The Seraph Seal by Leonard Sweet & Lori Wagner

About the book:Set in 2048, when planet Earth is suffering from the damaging effects of years of misuse and abuse, cultural history professor Paul Binder receives a mysterious letter that leads him to examine a lost 2nd-century Diatessaron manuscript. Ancient prophecies, cryptic letters, and strange events set him on a course to uncover the missing clues that could lead humanity into a new age. Layered with forgotten symbolism from the ancient, Jewish, and Christian traditions, the novel is a type of engaged fiction in which the main character's lost journal serves as a guide to the reader in interpreting clues and understanding the novel's conclusion.

Buy the book HERE!

About the Authors...

Leonard Sweet is a Senior Professor at Drew University (New Jersey) and a Distinguished Visiting Professor at George Fox University (Oregon). He contributes weekly to sermons.com and is a member of the Twitter Elite and Top 50 Facebook Pages. His increasing global influence has recently been recognized with his 2010 listing in the "Top 10 Most Influential Christian Leaders in the World" by Christian Telegraph.

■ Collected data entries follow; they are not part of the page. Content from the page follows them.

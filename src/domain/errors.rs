use thiserror::Error;
use uuid::Uuid;

#[derive(Debug, Error)]
pub enum DomainError {
    #[error("Cart is empty")]
    EmptyCart,
    #[error("Product {product_id} is unavailable")]
    ProductUnavailable { product_id: Uuid },
    #[error("Not enough stock for product {product_id}: requested {requested}, available {available}")]
    InsufficientStock {
        product_id: Uuid,
        available: i32,
        requested: i32,
    },
    #[error("Order {0} not found")]
    OrderNotFound(Uuid),
    #[error("Product {0} not found")]
    ProductNotFound(Uuid),
    #[error("Product {0} is not in the cart")]
    CartItemNotFound(Uuid),
    #[error("User {0} not found")]
    UserNotFound(Uuid),
    #[error("Forbidden: {0}")]
    Forbidden(String),
    #[error("Conflict: {0}")]
    Conflict(String),
    #[error("Transaction conflict, retry the request")]
    TransactionConflict,
    #[error("Invalid input: {0}")]
    InvalidInput(String),
    #[error("Internal error: {0}")]
    Internal(String),
}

Lori Wagner is a writer and novelist who has published poetry, articles and reviews on cultural studies of literature and has taught undergraduate and graduate courses on writing, English and German literature, and science and culture for over 25 years.

My review: Leonard Sweet and Lori Wagner do an excellent job of creating a believable future world their Apocalyptic novel, The Seraph Seal. The storyline was complex and fast-paced. Within the blink of an eye we are taken from one end of the world to another. This writing duo, do an excellent job of creating mystery and intrigue. But honestly, I wasn't engaged. There were so many characters to keep track of, from all over the world each with their own connected plot line, that I found it hard to feel or bond with any of them. So many of the characters weren't very nice either.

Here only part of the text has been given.